**Given entries**
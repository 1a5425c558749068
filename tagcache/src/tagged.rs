//! Tag-based cache invalidation.
//!
//! [`TaggedCache`] namespaces every key with a prefix and keeps, per tag, a
//! membership list stored in the backend itself under
//! `prefix + "tag_" + tag`. Invalidating a tag walks that list and deletes each
//! member, then the list.
//!
//! # Consistency
//!
//! Index updates and entry writes are two separate backend operations, and
//! neither is rolled back if the other fails. One mutex per facade (shared by
//! clones) serializes the whole body of every tagging call (`set`,
//! `set_with_tags`, `set_if_not_exist`, `get_or_set*`) and of each
//! `remove_by_tag`. Reads, plain removals, `clear` and the listing calls do not
//! take it. Consequences:
//!
//! - `remove` / `removes` leave the key in its tags' lists. A later
//!   `remove_by_tag` deletes the already-absent key, which is a no-op.
//! - Entries expiring by TTL stay listed for the same reason.
//! - Facades built separately over the same store have separate mutexes, so a
//!   tagged write from one may land after another's `remove_by_tag` read the
//!   list, leaving the entry outside the index until it is tagged again.
//! - `set_if_not_exist` records the tag even when the key already existed and
//!   nothing was written.

use crate::config::{CacheBackend, CacheConfig};
use crate::error::CacheResult;
use crate::membership;
use crate::memory::MemoryStore;
use crate::traits::{CacheStore, ValueProducer, producer};
use serde_json::Value;
use std::collections::HashMap;
use std::future::Future;
use std::sync::Arc;
use std::time::Duration;
use tokio::sync::Mutex;
use tracing::{debug, error, warn};

#[cfg(not(feature = "redis"))]
use crate::error::CacheError;
#[cfg(feature = "redis")]
use crate::config::RedisConfig;
#[cfg(feature = "redis")]
use crate::redis_store::RedisStore;

/// Cache facade with tag-based invalidation support
#[derive(Clone)]
pub struct TaggedCache {
    /// Underlying cache store
    store: Arc<dyn CacheStore>,

    /// Namespace prefix
    prefix: Arc<str>,

    /// TTL used when a write passes `None`
    default_ttl: Option<Duration>,

    /// Serializes tag index read-modify-write sequences
    tag_lock: Arc<Mutex<()>>,
}

impl TaggedCache {
    /// Create a tagged cache over any store.
    ///
    /// # Examples
    ///
    /// ```
    /// use std::sync::Arc;
    /// use tagcache::{MemoryStore, TaggedCache};
    ///
    /// let store = Arc::new(MemoryStore::new());
    /// let users = TaggedCache::new(store.clone(), "users_");
    /// let orders = TaggedCache::new(store, "orders_");
    /// ```
    pub fn new(store: Arc<dyn CacheStore>, prefix: impl Into<String>) -> Self {
        Self {
            store,
            prefix: Arc::from(prefix.into()),
            default_ttl: None,
            tag_lock: Arc::new(Mutex::new(())),
        }
    }

    /// Create a tagged cache over a fresh in-memory store.
    pub fn memory(prefix: impl Into<String>) -> Self {
        Self::new(Arc::new(MemoryStore::new()), prefix)
    }

    /// Create a tagged cache over Redis.
    ///
    /// # Examples
    ///
    /// ```no_run
    /// use tagcache::*;
    ///
    /// #[tokio::main]
    /// async fn main() -> Result<(), CacheError> {
    ///     let redis = RedisConfig::builder()
    ///         .url("redis://127.0.0.1:6379")
    ///         .database(1)
    ///         .build();
    ///     let cache = TaggedCache::redis("prefix", &redis).await?;
    ///     Ok(())
    /// }
    /// ```
    #[cfg(feature = "redis")]
    pub async fn redis(prefix: impl Into<String>, config: &RedisConfig) -> CacheResult<Self> {
        let store = RedisStore::connect(config.clone()).await?;
        Ok(Self::new(Arc::new(store), prefix))
    }

    /// Build a tagged cache from configuration.
    pub async fn from_config(config: &CacheConfig) -> CacheResult<Self> {
        let cache = match &config.backend {
            CacheBackend::Memory => Self::memory(config.prefix.clone()),
            #[cfg(feature = "redis")]
            CacheBackend::Redis(redis) => Self::redis(config.prefix.clone(), redis).await?,
            #[cfg(not(feature = "redis"))]
            CacheBackend::Redis(_) => {
                return Err(CacheError::Config(
                    "redis backend requires the `redis` feature".to_string(),
                ));
            }
        };

        Ok(match config.default_ttl {
            Some(ttl) => cache.with_default_ttl(ttl),
            None => cache,
        })
    }

    /// Set the TTL applied when a write passes `None`.
    pub fn with_default_ttl(mut self, ttl: Duration) -> Self {
        self.default_ttl = Some(ttl);
        self
    }

    /// Namespace prefix.
    pub fn prefix(&self) -> &str {
        &self.prefix
    }

    /// Underlying store.
    pub fn store(&self) -> &Arc<dyn CacheStore> {
        &self.store
    }

    /// Storage key of `tag`, or `None` for an empty tag.
    pub fn tag_key(&self, tag: &str) -> Option<String> {
        membership::tag_key(&self.prefix, tag)
    }

    fn build_key(&self, key: &str) -> String {
        format!("{}{}", self.prefix, key)
    }

    fn resolve_ttl(&self, ttl: Option<Duration>) -> Option<Duration> {
        ttl.or(self.default_ttl)
    }

    // ========== Tag index ==========

    /// Add `key` to the membership of `tag`. Caller holds `tag_lock`.
    async fn record_tag(&self, key: &str, tag: &str) -> CacheResult<()> {
        let Some(tag_key) = self.tag_key(tag) else {
            return Ok(());
        };

        let existing = match self.store.get(&tag_key).await? {
            Some(raw) => membership::decode(&tag_key, raw)?,
            None => Vec::new(),
        };

        let members = membership::with_member(key, existing);
        debug!(key, tag, members = members.len(), "Recording tag membership");

        // Membership lists never expire on their own.
        self.store
            .set(&tag_key, membership::encode(&members), None)
            .await
    }

    /// Record `key` under every tag, logging failures. Caller holds `tag_lock`.
    async fn index_tags(&self, key: &str, tags: &[&str]) {
        for tag in tags {
            if let Err(e) = self.record_tag(key, tag).await {
                warn!(key, tag, error = %e, "Failed to update tag index");
            }
        }
    }

    /// Keys currently recorded under `tag`.
    ///
    /// Stale members (removed or expired entries) are included.
    pub async fn tag_members(&self, tag: &str) -> CacheResult<Vec<String>> {
        let Some(tag_key) = self.tag_key(tag) else {
            return Ok(Vec::new());
        };
        match self.store.get(&tag_key).await? {
            Some(raw) => membership::decode(&tag_key, raw),
            None => Ok(Vec::new()),
        }
    }

    // ========== Writes ==========

    /// Set a value, optionally recording it under `tag`.
    ///
    /// The entry does not expire if `ttl` resolves to `None` or zero.
    ///
    /// # Examples
    ///
    /// ```
    /// # use tagcache::*;
    /// # use serde_json::json;
    /// # async fn example() -> CacheResult<()> {
    /// let cache = TaggedCache::memory("prefix");
    /// cache.set("person01", json!({"name": "John", "age": 10}), None, Some("tag_person")).await?;
    /// cache.set("person02", json!({"name": "Jane", "age": 12}), None, Some("tag_person")).await?;
    ///
    /// cache.remove_by_tag("tag_person").await;
    /// assert_eq!(cache.get("person01").await?, None);
    /// # Ok(())
    /// # }
    /// ```
    pub async fn set(
        &self,
        key: &str,
        value: Value,
        ttl: Option<Duration>,
        tag: Option<&str>,
    ) -> CacheResult<()> {
        self.set_with_tags(key, value, ttl, tag.as_slice()).await
    }

    /// Set a value and record it under every tag in `tags`.
    pub async fn set_with_tags(
        &self,
        key: &str,
        value: Value,
        ttl: Option<Duration>,
        tags: &[&str],
    ) -> CacheResult<()> {
        let _guard = self.tag_lock.lock().await;
        self.index_tags(key, tags).await;

        let result = self
            .store
            .set(&self.build_key(key), value, self.resolve_ttl(ttl))
            .await;
        if let Err(e) = &result {
            error!(key, error = %e, "Failed to write cache entry");
        }
        result
    }

    /// Set a value only if `key` is absent. Returns whether it was written.
    ///
    /// The tag is recorded even when nothing is written.
    pub async fn set_if_not_exist(
        &self,
        key: &str,
        value: Value,
        ttl: Option<Duration>,
        tag: &str,
    ) -> CacheResult<bool> {
        let _guard = self.tag_lock.lock().await;
        self.index_tags(key, &[tag]).await;
        self.store
            .set_if_not_exist(&self.build_key(key), value, self.resolve_ttl(ttl))
            .await
    }

    /// Return the cached value of `key`, or store `value` and return it.
    pub async fn get_or_set(
        &self,
        key: &str,
        value: Value,
        ttl: Option<Duration>,
        tag: &str,
    ) -> CacheResult<Value> {
        let _guard = self.tag_lock.lock().await;
        self.index_tags(key, &[tag]).await;
        self.store
            .get_or_set(&self.build_key(key), value, self.resolve_ttl(ttl))
            .await
    }

    /// Return the cached value of `key`, or compute it with `f`, store and
    /// return it.
    ///
    /// A `Value::Null` result is returned but not stored.
    pub async fn get_or_set_with<F, Fut>(
        &self,
        key: &str,
        f: F,
        ttl: Option<Duration>,
        tag: &str,
    ) -> CacheResult<Value>
    where
        F: FnOnce() -> Fut + Send + 'static,
        Fut: Future<Output = CacheResult<Value>> + Send + 'static,
    {
        self.get_or_set_boxed(key, producer(f), ttl, tag, false)
            .await
    }

    /// Like [`get_or_set_with`](Self::get_or_set_with), but `f` runs while the
    /// store's write lock for `key` is held.
    ///
    /// The guarantee is the store's: the memory store holds its write lock,
    /// the Redis store lets the first `SET NX` win.
    pub async fn get_or_set_with_lock<F, Fut>(
        &self,
        key: &str,
        f: F,
        ttl: Option<Duration>,
        tag: &str,
    ) -> CacheResult<Value>
    where
        F: FnOnce() -> Fut + Send + 'static,
        Fut: Future<Output = CacheResult<Value>> + Send + 'static,
    {
        self.get_or_set_boxed(key, producer(f), ttl, tag, true)
            .await
    }

    async fn get_or_set_boxed(
        &self,
        key: &str,
        producer: ValueProducer,
        ttl: Option<Duration>,
        tag: &str,
        locked: bool,
    ) -> CacheResult<Value> {
        let _guard = self.tag_lock.lock().await;
        self.index_tags(key, &[tag]).await;

        let key = self.build_key(key);
        let ttl = self.resolve_ttl(ttl);
        if locked {
            self.store.get_or_set_with_lock(&key, producer, ttl).await
        } else {
            self.store.get_or_set_with(&key, producer, ttl).await
        }
    }

    // ========== Reads ==========

    /// Get the value of `key`. Absence is `Ok(None)`.
    pub async fn get(&self, key: &str) -> CacheResult<Option<Value>> {
        self.store.get(&self.build_key(key)).await
    }

    /// Check whether `key` exists.
    pub async fn contains(&self, key: &str) -> CacheResult<bool> {
        self.store.contains(&self.build_key(key)).await
    }

    // ========== Removal ==========

    /// Delete `key` and return its previous value.
    ///
    /// Tag memberships are left as they are.
    pub async fn remove(&self, key: &str) -> CacheResult<Option<Value>> {
        self.store.remove(&[self.build_key(key)]).await
    }

    /// Delete `keys`. Failures are logged, not returned.
    pub async fn removes<S: AsRef<str>>(&self, keys: &[S]) {
        if keys.is_empty() {
            return;
        }
        let prefixed: Vec<String> = keys.iter().map(|k| self.build_key(k.as_ref())).collect();
        if let Err(e) = self.store.remove(&prefixed).await {
            warn!(count = prefixed.len(), error = %e, "Failed to remove cache entries");
        }
    }

    /// Delete every entry recorded under `tag`, then the tag itself.
    ///
    /// Does nothing if the tag is unknown. If its membership cannot be read or
    /// decoded the failure is logged and nothing is deleted.
    ///
    /// # Examples
    ///
    /// ```
    /// # use tagcache::*;
    /// # use serde_json::json;
    /// # async fn example() -> CacheResult<()> {
    /// let cache = TaggedCache::memory("app_");
    /// cache.set("user:1", json!("Alice"), None, Some("users")).await?;
    ///
    /// // Invalidate all user-related cache entries
    /// cache.remove_by_tag("users").await;
    /// # Ok(())
    /// # }
    /// ```
    pub async fn remove_by_tag(&self, tag: &str) {
        let _guard = self.tag_lock.lock().await;

        let Some(tag_key) = self.tag_key(tag) else {
            return;
        };

        let raw = match self.store.get(&tag_key).await {
            Ok(Some(raw)) => raw,
            Ok(None) => return,
            Err(e) => {
                error!(tag, error = %e, "Failed to read tag membership");
                return;
            }
        };

        let keys = match membership::decode(&tag_key, raw) {
            Ok(keys) => keys,
            Err(e) => {
                error!(tag, error = %e, "Failed to decode tag membership");
                return;
            }
        };

        debug!(tag, members = keys.len(), "Removing entries by tag");
        self.removes(keys.as_slice()).await;

        if let Err(e) = self.store.remove(&[tag_key]).await {
            warn!(tag, error = %e, "Failed to remove tag key");
        }
    }

    /// Apply [`remove_by_tag`](Self::remove_by_tag) to each tag in order.
    ///
    /// Not atomic across tags.
    pub async fn remove_by_tags<S: AsRef<str>>(&self, tags: &[S]) {
        for tag in tags {
            self.remove_by_tag(tag.as_ref()).await;
        }
    }

    // ========== Whole-store passthroughs ==========
    //
    // None of these are scoped to the namespace prefix.

    /// Delete every entry in the store.
    pub async fn clear(&self) -> CacheResult<()> {
        self.store.clear().await
    }

    /// Copy of every key-value pair in the store.
    pub async fn data(&self) -> CacheResult<HashMap<String, Value>> {
        self.store.data().await
    }

    /// Every key in the store, as JSON strings.
    pub async fn keys(&self) -> CacheResult<Vec<Value>> {
        Ok(self
            .store
            .keys()
            .await?
            .into_iter()
            .map(Value::String)
            .collect())
    }

    /// Every key in the store.
    pub async fn key_strings(&self) -> CacheResult<Vec<String>> {
        self.store.keys().await
    }

    /// Every value in the store.
    pub async fn values(&self) -> CacheResult<Vec<Value>> {
        self.store.values().await
    }

    /// Number of entries in the store.
    pub async fn size(&self) -> CacheResult<usize> {
        self.store.size().await
    }
}

impl std::fmt::Debug for TaggedCache {
    fn fmt(&self, f: &mut std::fmt::Formatter<'_>) -> std::fmt::Result {
        f.debug_struct("TaggedCache")
            .field("backend", &self.store.backend_name())
            .field("prefix", &self.prefix)
            .field("default_ttl", &self.default_ttl)
            .finish()
    }
}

**Required work**
In the entries above, which lines hold the string "when"? Report all of them.

**Task response**
//! - `set_if_not_exist` records the tag even when the key already existed and
    /// TTL used when a write passes `None`
    /// Set the TTL applied when a write passes `None`.
    /// The tag is recorded even when nothing is written.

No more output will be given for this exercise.